Social networks are fertile ground for malware attacks and scams. The very concept of the social network assumes some degree of trust and sharing, and attackers can prey on that inherent trust. You know enough to ignore that email from the Nigerian prince (please, tell me you know enough to ignore that email!), but would you have enough skepticism or common sense not to click on a link sent from your own mother?
Privacy is subjective to some extent. Some people are comfortable sharing things that others find too sensitive or invasive. The thing is, social networks like Facebook provide you with the tools you need to customize the security and privacy to your liking…assuming you ever take the time to do so.
The ESET survey found that 20 percent of the respondents have never changed their privacy settings, and another 19 percent haven’t done so in the past year. If you follow the tech headlines, you know that privacy and security issues come up frequently, and social networks implement new security controls, and changes to privacy policies. Not checking or updating privacy settings in the past year is essentially the same thing as never changing them.
Here are some interesting findings from the survey:
• 69 percent of account owners are concerned about security
• 67 percent expressed concern about privacy
• 37 percent are concerned about someone creating a fake account in their name
• 95 percent of social networking account owners accept friend/follower/connection request always or sometimes
• 71 percent of social networking account owners are concerned that their personal information entered on social networking sites may be sold or shared without their knowledge for profit.
As with many areas of technology and security, though, there seems to be some disconnect between perception and action. Users are concerned about security, but automatically accept invitations and friend requests without thinking about it. Users are worried about privacy, but nearly half haven’t even looked at the privacy controls available to them in the past year.

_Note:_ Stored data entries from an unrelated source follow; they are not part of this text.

#[async_trait]
impl Transaction for MemoryTransaction {
    async fn allocation(&mut self, id: Uuid) -> Result<Option<Allocation>, StoreError> {
        if let Some(pending) = self.allocations.get(&id) {
            return Ok(Some(pending.record.clone()));
        }
        Ok(self.read()?.allocations.get(&id).cloned())
    }

    async fn allocation_by_token(
        &mut self,
        token: &str,
    ) -> Result<Option<Allocation>, StoreError> {
        Ok(self
            .merged_allocations()?
            .into_iter()
            .find(|a| a.kind.token() == Some(token)))
    }

    async fn create_allocation(&mut self, allocation: &Allocation) -> Result<(), StoreError> {
        if self.allocation(allocation.id).await?.is_some() {
            return Err(StoreError::Duplicate {
                entity: "allocation",
                id: allocation.id.to_string(),
            });
        }
        self.allocations.insert(
            allocation.id,
            Pending {
                base: None,
                record: allocation.clone(),
            },
        );
        Ok(())
    }

    async fn update_allocation(
        &mut self,
        allocation: &Allocation,
    ) -> Result<Allocation, StoreError> {
        let base = match self.allocations.get(&allocation.id) {
            Some(pending) => pending.base,
            None => {
                let committed = self
                    .read()?
                    .allocations
                    .get(&allocation.id)
                    .map(|a| a.revision)
                    .ok_or_else(|| StoreError::Missing {
                        entity: "allocation",
                        id: allocation.id.to_string(),
                    })?;
                if committed != allocation.revision {
                    return Err(StoreError::Conflict {
                        entity: "allocation",
                        id: allocation.id.to_string(),
                    });
                }
                Some(committed)
            }
        };

        let mut record = allocation.clone();
        record.revision = base.map_or(0, |b| b + 1);
        self.allocations.insert(
            allocation.id,
            Pending {
                base,
                record: record.clone(),
            },
        );
        Ok(record)
    }

    async fn derived_allocations(
        &mut self,
        origin: Uuid,
        criteria: &ListingCriteria,
    ) -> Result<Vec<Allocation>, StoreError> {
        let derived = self
            .merged_allocations()?
            .into_iter()
            .filter(|a| a.derived_from == Some(origin) && !a.is_purged())
            .collect();
        Ok(criteria.apply(derived))
    }

    async fn derived_allocation_count(&mut self, origin: Uuid) -> Result<usize, StoreError> {
        Ok(self
            .merged_allocations()?
            .iter()
            .filter(|a| a.derived_from == Some(origin) && !a.is_purged())
            .count())
    }

    async fn deposits_for_inbox(&mut self, inbox: Uuid) -> Result<Vec<Allocation>, StoreError> {
        let mut deposits: Vec<Allocation> = self
            .merged_allocations()?
            .into_iter()
            .filter(|a| {
                matches!(a.kind, AllocationKind::Deposit { inbox: i, .. } if i == inbox)
                    && !a.is_purged()
            })
            .collect();
        deposits.sort_by_key(|a| (a.created, a.id));
        Ok(deposits)
    }

    async fn oldest_expired(
        &mut self,
        now: DateTime<Utc>,
        max: usize,
    ) -> Result<Vec<Allocation>, StoreError> {
        let mut expired: Vec<Allocation> = self
            .merged_allocations()?
            .into_iter()
            .filter(|a| !a.is_purged() && a.expires.is_some_and(|e| e <= now))
            .collect();
        expired.sort_by_key(|a| (a.expires, a.id));
        expired.truncate(max);
        Ok(expired)
    }

    async fn file(&mut self, id: Uuid) -> Result<Option<AllocationFile>, StoreError> {
        if let Some(pending) = self.files.get(&id) {
            return Ok(Some(pending.record.clone()));
        }
        Ok(self.read()?.files.get(&id).cloned())
    }

    async fn create_file(&mut self, file: &AllocationFile) -> Result<(), StoreError> {
        if self.file(file.id).await?.is_some() {
            return Err(StoreError::Duplicate {
                entity: "file",
                id: file.id.to_string(),
            });
        }
        self.files.insert(
            file.id,
            Pending {
                base: None,
                record: file.clone(),
            },
        );
        Ok(())
    }

    async fn update_file(&mut self, file: &AllocationFile) -> Result<AllocationFile, StoreError> {
        let base = match self.files.get(&file.id) {
            Some(pending) => pending.base,
            None => {
                let committed = self
                    .read()?
                    .files
                    .get(&file.id)
                    .map(|f| f.revision)
                    .ok_or_else(|| StoreError::Missing {
                        entity: "file",
                        id: file.id.to_string(),
                    })?;
                if committed != file.revision {
                    return Err(StoreError::Conflict {
                        entity: "file",
                        id: file.id.to_string(),
                    });
                }
                Some(committed)
            }
        };

        let mut record = file.clone();
        record.revision = base.map_or(0, |b| b + 1);
        self.files.insert(
            file.id,
            Pending {
                base,
                record: record.clone(),
            },
        );
        Ok(record)
    }

    async fn files_for_allocation(
        &mut self,
        allocation: Uuid,
    ) -> Result<Vec<AllocationFile>, StoreError> {
        let mut files: Vec<AllocationFile> = self
            .merged_files()?
            .into_iter()
            .filter(|f| f.allocation == allocation)
            .collect();
        files.sort_by_key(|f| (f.position, f.id));
        Ok(files)
    }

    async fn active_files_for_content(
        &mut self,
        content: Uuid,
    ) -> Result<Vec<AllocationFile>, StoreError> {
        Ok(self
            .merged_files()?
            .into_iter()
            .filter(|f| f.is_active() && f.content == Some(content))
            .collect())
    }

    async fn document(&mut self, id: Uuid) -> Result<Option<EncryptedDocument>, StoreError> {
        if let Some(document) = self.documents.get(&id) {
            return Ok(Some(document.clone()));
        }
        Ok(self
            .read()?
            .documents
            .get(&id)
            .filter(|d| !self.purged_serials.contains(&d.serial))
            .cloned())
    }

    async fn latest_document(
        &mut self,
        serial: Uuid,
    ) -> Result<Option<EncryptedDocument>, StoreError> {
        Ok(self
            .merged_documents()?
            .into_iter()
            .filter(|d| d.serial == serial)
            .max_by_key(|d| d.version))
    }

    async fn insert_document(&mut self, document: &EncryptedDocument) -> Result<(), StoreError> {
        let taken = self
            .merged_documents()?
            .iter()
            .any(|d| d.serial == document.serial && d.version == document.version);
        if taken {
            return Err(StoreError::Conflict {
                entity: "document",
                id: format!("{}@{}", document.serial, document.version),
            });
        }
        self.documents.insert(document.id, document.clone());
        Ok(())
    }

    async fn purge_documents(&mut self, serial: Uuid) -> Result<usize, StoreError> {
        let before = self.documents.len();
        self.documents.retain(|_, d| d.serial != serial);
        let pending = before - self.documents.len();

        let committed = if self.purged_serials.insert(serial) {
            self.read()?
                .documents
                .values()
                .filter(|d| d.serial == serial)
                .count()
        } else {
            0
        };
        Ok(pending + committed)
    }

    async fn token(&mut self, path: &str) -> Result<Option<Token>, StoreError> {
        if let Some(token) = self.tokens.get(path) {
            return Ok(Some(token.clone()));
        }
        Ok(self.read()?.tokens.get(path).cloned())
    }

    async fn create_token(&mut self, token: &Token) -> Result<(), StoreError> {
        if self.token(&token.path).await?.is_some() {
            return Err(StoreError::Duplicate {
                entity: "token",
                id: token.path.clone(),
            });
        }
        self.tokens.insert(token.path.clone(), token.clone());
        Ok(())
    }

    async fn keysafe(&mut self, id: Uuid) -> Result<Option<KeySafe>, StoreError> {
        if let Some(keysafe) = self.keysafes.get(&id) {
            return Ok(Some(keysafe.clone()));
        }
        Ok(self.read()?.keysafes.get(&id).cloned())
    }

    async fn put_keysafe(&mut self, keysafe: &KeySafe) -> Result<(), StoreError> {
        self.keysafes.insert(keysafe.id, keysafe.clone());
        Ok(())
    }

    async fn inbox(&mut self, id: Uuid) -> Result<Option<Inbox>, StoreError> {
        if let Some(inbox) = self.inboxes.get(&id) {
            return Ok(Some(inbox.clone()));
        }
        Ok(self.read()?.inboxes.get(&id).cloned())
    }

    async fn inbox_by_token(&mut self, token: &str) -> Result<Option<Inbox>, StoreError> {
        if let Some(inbox) = self
            .inboxes
            .values()
            .find(|i| i.token.as_deref() == Some(token))
        {
            return Ok(Some(inbox.clone()));
        }
        Ok(self
            .read()?
            .inboxes
            .values()
            .find(|i| i.token.as_deref() == Some(token))
            .cloned())
    }

    async fn create_inbox(&mut self, inbox: &Inbox) -> Result<(), StoreError> {
        if self.inbox(inbox.id).await?.is_some() {
            return Err(StoreError::Duplicate {
                entity: "inbox",
                id: inbox.id.to_string(),
            });
        }
        self.inboxes.insert(inbox.id, inbox.clone());
        Ok(())
    }

    fn stage_content(&mut self, id: Uuid, data: Bytes) {
        self.staged.push((id, data));
    }

    fn release_content(&mut self, id: Uuid) {
        self.released.insert(id);
    }

    async fn commit(&mut self) -> Result<(), StoreError> {
        let staged = mem::take(&mut self.staged);
        let mut stored = Vec::with_capacity(staged.len());
        let mut result = Ok(Vec::new());
        for (id, data) in staged {
            if let Err(e) = self.content.store(id, data).await {
                result = Err(content_error(e));
                break;
            }
            stored.push(id);
        }
        if result.is_ok() {
            result = self.apply();
        }

        let purge = match result {
            Ok(purge) => purge,
            Err(e) => {
                // nothing committed references the bodies staged here
                for id in stored {
                    if let Err(e) = self.content.purge(id).await {
                        tracing::warn!("failed to drop staged content {}: {}", id, e);
                    }
                }
                return Err(e);
            }
        };
        for id in purge {
            self.content.purge(id).await.map_err(content_error)?;
            tracing::debug!("purged released content {}", id);
        }
        Ok(())
    }
}
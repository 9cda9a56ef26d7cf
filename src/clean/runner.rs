//! Concurrent fan-out of reconciliation tasks over a batch of entries.
//!
//! The runner owns no reconciliation logic. It spawns one task per entry,
//! bounds how many run at once, waits for every one of them, and collects
//! the per-entry outcomes into a [`BatchSummary`].
//!
//! # Usage
//!
//! ```ignore
//! let runner = TaskRunner::new(pool, rules, Arc::new(GeneratedFiles::new(dir)))
//!     .with_options(RunnerOptions { concurrency: 8, dry_run: false })
//!     .with_shutdown(shutdown_rx);
//! let summary = runner.run_batch(db::all_entries(&pool).await?).await;
//! ```

use std::collections::HashSet;
use std::sync::Arc;
use std::time::{Duration, Instant};

use sqlx::SqlitePool;
use tokio::sync::{Semaphore, watch};

use super::artifacts::{ArtifactCleaner, CleanupStats, CleanupWorker};
use super::classify::LibraryRules;
use super::error::CleanError;
use super::task::{ReconciliationTask, SkipReason, TaskOutcome};
use crate::model::LibraryEntry;

/// Default number of tasks allowed to run at once.
pub const DEFAULT_CONCURRENCY: usize = 8;

/// Tuning for one batch.
#[derive(Debug, Clone)]
pub struct RunnerOptions {
    /// Maximum tasks in flight (at least 1)
    pub concurrency: usize,
    /// Classify only; report what would be removed
    pub dry_run: bool,
}

impl Default for RunnerOptions {
    fn default() -> Self {
        Self {
            concurrency: DEFAULT_CONCURRENCY,
            dry_run: false,
        }
    }
}

/// Outcome of one entry in a batch.
#[derive(Debug)]
pub struct EntryReport {
    pub entry: LibraryEntry,
    pub outcome: TaskOutcome,
}

/// Per-entry results of a batch, in input order.
#[derive(Debug, Default)]
pub struct BatchSummary {
    pub reports: Vec<EntryReport>,
    /// Totals from the post-commit artifact cleanup
    pub artifacts: CleanupStats,
    pub elapsed: Duration,
}

impl BatchSummary {
    fn count(&self, pred: impl Fn(&TaskOutcome) -> bool) -> usize {
        self.reports.iter().filter(|r| pred(&r.outcome)).count()
    }

    pub fn total(&self) -> usize {
        self.reports.len()
    }

    pub fn kept(&self) -> usize {
        self.count(|o| matches!(o, TaskOutcome::Kept))
    }

    pub fn removed(&self) -> usize {
        self.count(|o| matches!(o, TaskOutcome::Removed(_)))
    }

    pub fn flagged(&self) -> usize {
        self.count(|o| matches!(o, TaskOutcome::Flagged(_)))
    }

    pub fn failed(&self) -> usize {
        self.count(|o| matches!(o, TaskOutcome::Failed(_)))
    }

    pub fn skipped(&self) -> usize {
        self.count(|o| matches!(o, TaskOutcome::Skipped(_)))
    }

    /// Entries whose task failed, with the cause.
    pub fn failures(&self) -> impl Iterator<Item = (&LibraryEntry, &CleanError)> {
        self.reports
            .iter()
            .filter_map(|r| r.outcome.error().map(|e| (&r.entry, e)))
    }
}

/// Runs reconciliation tasks for a batch of entries concurrently.
pub struct TaskRunner {
    pool: SqlitePool,
    rules: Arc<LibraryRules>,
    cleaner: Arc<dyn ArtifactCleaner>,
    options: RunnerOptions,
    shutdown: Option<watch::Receiver<bool>>,
}

impl TaskRunner {
    pub fn new(pool: SqlitePool, rules: LibraryRules, cleaner: Arc<dyn ArtifactCleaner>) -> Self {
        Self {
            pool,
            rules: Arc::new(rules),
            cleaner,
            options: RunnerOptions::default(),
            shutdown: None,
        }
    }

    pub fn with_options(mut self, options: RunnerOptions) -> Self {
        self.options = options;
        self
    }

    /// Tasks that have not started when the flag turns `true` are skipped;
    /// tasks already running finish their transaction.
    pub fn with_shutdown(mut self, shutdown: watch::Receiver<bool>) -> Self {
        self.shutdown = Some(shutdown);
        self
    }

    /// Reconcile every entry and wait until all of them are terminal.
    ///
    /// Individual failures are reported per entry; the batch itself never fails.
    pub async fn run_batch(&self, entries: Vec<LibraryEntry>) -> BatchSummary {
        let started = Instant::now();

        if self.rules.roots().is_empty() {
            tracing::warn!(target: "clean", "No library roots configured; every tracked file is out of scope");
        }
        tracing::info!(
            target: "clean",
            "Reconciling {} entries ({} roots, {} exclusions{})",
            entries.len(),
            self.rules.roots().len(),
            self.rules.exclusions().len(),
            if self.options.dry_run { ", dry run" } else { "" }
        );

        let (queue, worker) = CleanupWorker::spawn(Arc::clone(&self.cleaner));
        let mut task = ReconciliationTask::new(self.pool.clone(), Arc::clone(&self.rules), queue)
            .dry_run(self.options.dry_run);
        if let Some(shutdown) = &self.shutdown {
            task = task.with_shutdown(shutdown.clone());
        }
        let task = Arc::new(task);
        let permits = Arc::new(Semaphore::new(self.options.concurrency.max(1)));

        // Spawned tasks keep running if this future is dropped, so an
        // in-flight transaction always reaches commit or rollback.
        // Each (kind, id) gets one owning task; repeats are reported as skipped.
        let mut owned = HashSet::new();
        let handles: Vec<_> = entries
            .into_iter()
            .map(|entry| {
                if !owned.insert((entry.kind, entry.id)) {
                    return (entry, None);
                }
                let task = Arc::clone(&task);
                let permits = Arc::clone(&permits);
                let target = entry.clone();
                let handle = tokio::spawn(async move {
                    let _permit = match permits.acquire_owned().await {
                        Ok(permit) => permit,
                        Err(e) => return TaskOutcome::Failed(CleanError::TaskJoin(e.to_string())),
                    };
                    task.run(&target).await
                });
                (entry, Some(handle))
            })
            .collect();
        drop(task);

        let mut reports = Vec::with_capacity(handles.len());
        for (entry, handle) in handles {
            let outcome = match handle {
                Some(handle) => match handle.await {
                    Ok(outcome) => outcome,
                    Err(e) => TaskOutcome::Failed(CleanError::TaskJoin(e.to_string())),
                },
                None => {
                    tracing::debug!(target: "clean", "{} appears more than once in the batch", entry);
                    TaskOutcome::Skipped(SkipReason::Duplicate)
                }
            };
            if let TaskOutcome::Failed(e) = &outcome {
                tracing::warn!(target: "clean", "{}: {}", entry, e);
            }
            reports.push(EntryReport { entry, outcome });
        }

        // Every task has dropped its queue handle; drain what they submitted
        let artifacts = worker.finish().await;

        let summary = BatchSummary {
            reports,
            artifacts,
            elapsed: started.elapsed(),
        };

        tracing::info!(
            target: "clean",
            "Finished in {:.1?}: {} kept, {} removed, {} flagged, {} failed, {} skipped",
            summary.elapsed,
            summary.kept(),
            summary.removed(),
            summary.flagged(),
            summary.failed(),
            summary.skipped()
        );

        summary
    }
}
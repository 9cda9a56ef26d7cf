//! Configuration system using TOML files.
//!
//! Config is stored in the OS-standard config directory:
//! - Windows: %APPDATA%\catalog-janitor\config.toml
//! - macOS: ~/Library/Application Support/catalog-janitor/config.toml
//! - Linux: ~/.config/catalog-janitor/config.toml
//!
//! The config file is human-readable and editable. A different file can be
//! given with `--config`.

use serde::{Deserialize, Serialize};
use std::path::{Path, PathBuf};

use crate::clean::runner::DEFAULT_CONCURRENCY;

/// Application configuration
#[derive(Debug, Clone, Default, Serialize, Deserialize)]
#[serde(default)]
pub struct Config {
    /// Library scope: roots and exclusions
    pub library: LibraryConfig,

    /// Where the catalog and its generated files live
    pub storage: StorageConfig,

    /// Reconciliation tuning
    pub clean: CleanConfig,
}

/// Library scope settings
#[derive(Debug, Clone, Default, Serialize, Deserialize)]
#[serde(default)]
pub struct LibraryConfig {
    /// Directories whose files belong in the catalog
    pub roots: Vec<PathBuf>,

    /// Case-insensitive regular expressions; matching paths are removed
    pub excludes: Vec<String>,
}

/// Storage locations
#[derive(Debug, Clone, Default, Serialize, Deserialize)]
#[serde(default)]
pub struct StorageConfig {
    /// Catalog database file (default: catalog.db in the data directory)
    pub database: Option<PathBuf>,

    /// Generated-files directory (default: generated/ in the data directory)
    pub generated: Option<PathBuf>,
}

impl StorageConfig {
    /// Database path, falling back to the data directory.
    pub fn database_path(&self) -> Option<PathBuf> {
        self.database
            .clone()
            .or_else(|| data_dir().map(|d| d.join(crate::db::DEFAULT_DB_NAME)))
    }

    /// Generated-files directory, falling back to the data directory.
    pub fn generated_dir(&self) -> Option<PathBuf> {
        self.generated
            .clone()
            .or_else(|| data_dir().map(|d| d.join("generated")))
    }
}

/// Reconciliation settings
#[derive(Debug, Clone, Serialize, Deserialize)]
#[serde(default)]
pub struct CleanConfig {
    /// Maximum reconciliation tasks in flight
    pub concurrency: usize,
}

impl Default for CleanConfig {
    fn default() -> Self {
        Self {
            concurrency: DEFAULT_CONCURRENCY,
        }
    }
}

// ============================================================================
// Config File Operations
// ============================================================================

/// Get the config directory path
pub fn config_dir() -> Option<PathBuf> {
    dirs::config_dir().map(|d| d.join("catalog-janitor"))
}

/// Get the full path to the config file
pub fn config_path() -> Option<PathBuf> {
    config_dir().map(|d| d.join("config.toml"))
}

/// Get the data directory holding the default database and generated files
pub fn data_dir() -> Option<PathBuf> {
    dirs::data_dir().map(|d| d.join("catalog-janitor"))
}

/// Load configuration from `path`, or from [`config_path`] when `None`.
///
/// A missing file yields the default config. A file that cannot be read or
/// parsed is an error: a cleanup run must not silently fall back to an
/// empty set of roots.
pub fn load(path: Option<&Path>) -> Result<Config, ConfigError> {
    let path = match path {
        Some(p) => p.to_path_buf(),
        None => config_path().ok_or(ConfigError::NoConfigDir)?,
    };

    if !path.exists() {
        tracing::info!("No config file found at {:?}, using defaults", path);
        return Ok(Config::default());
    }

    let contents =
        std::fs::read_to_string(&path).map_err(|e| ConfigError::Read(path.clone(), e))?;
    let config = toml::from_str(&contents).map_err(|e| ConfigError::Parse(path.clone(), e))?;

    tracing::info!("Loaded config from {:?}", path);
    Ok(config)
}

/// Save configuration to `path`, or to [`config_path`] when `None`.
///
/// Creates the parent directory if it doesn't exist.
pub fn save(config: &Config, path: Option<&Path>) -> Result<PathBuf, ConfigError> {
    let path = match path {
        Some(p) => p.to_path_buf(),
        None => config_path().ok_or(ConfigError::NoConfigDir)?,
    };

    // Ensure directory exists
    if let Some(dir) = path.parent().filter(|d| !d.as_os_str().is_empty()) {
        std::fs::create_dir_all(dir).map_err(|e| ConfigError::CreateDir(dir.to_path_buf(), e))?;
    }

    // Serialize to pretty TOML
    let contents = toml::to_string_pretty(config).map_err(ConfigError::Serialize)?;

    // Write atomically (write to temp, then rename)
    let temp_path = path.with_extension("toml.tmp");
    std::fs::write(&temp_path, &contents).map_err(|e| ConfigError::Write(temp_path.clone(), e))?;
    std::fs::rename(&temp_path, &path)
        .map_err(|e| ConfigError::Rename(temp_path, path.clone(), e))?;

    tracing::info!("Saved config to {:?}", path);
    Ok(path)
}

// ============================================================================
// Error Types
// ============================================================================

/// Configuration errors
#[derive(Debug, thiserror::Error)]
pub enum ConfigError {
    #[error("Could not determine config directory")]
    NoConfigDir,

    #[error("Failed to read config file {0}: {1}")]
    Read(PathBuf, std::io::Error),

    #[error("Failed to parse config file {0}: {1}")]
    Parse(PathBuf, toml::de::Error),

    #[error("Failed to create config directory {0}: {1}")]
    CreateDir(PathBuf, std::io::Error),

    #[error("Failed to serialize config: {0}")]
    Serialize(toml::ser::Error),

    #[error("Failed to write config to {0}: {1}")]
    Write(PathBuf, std::io::Error),

    #[error("Failed to rename temp file {0} to {1}: {2}")]
    Rename(PathBuf, PathBuf, std::io::Error),
}

// ============================================================================
// Tests
// ============================================================================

You have the power. Go to your Facebook profile, click the Account link at the upper-right, and select Privacy Settings. Facebook clearly displays the current privacy settings to show you which information is shared with Friends Only, Friends of Friends, Everyone, or Other–the other being a customized setting. For example, you can choose to share with Friends, but exclude specific friends from access, or you can share information only with specified accounts rather than all friends.
You can choose whether or not to let others tag you in photos, or who can see photos that you’re tagged in. You can determine whether or not your friends are allowed to post things directly to your wall. You can decide whether or not your friends can check you in on Facebook Places. All of the controls are there for you. You just have to spend the 15 minutes to make conscious decisions about how to secure your information and protect your privacy.
As I mentioned above, though, things change. Setting your account security and privacy settings is not a set-it-and-forget-it sort of thing. You should revisit the privacy controls every few months, see if anything has changed or been added, and confirm your choices once again.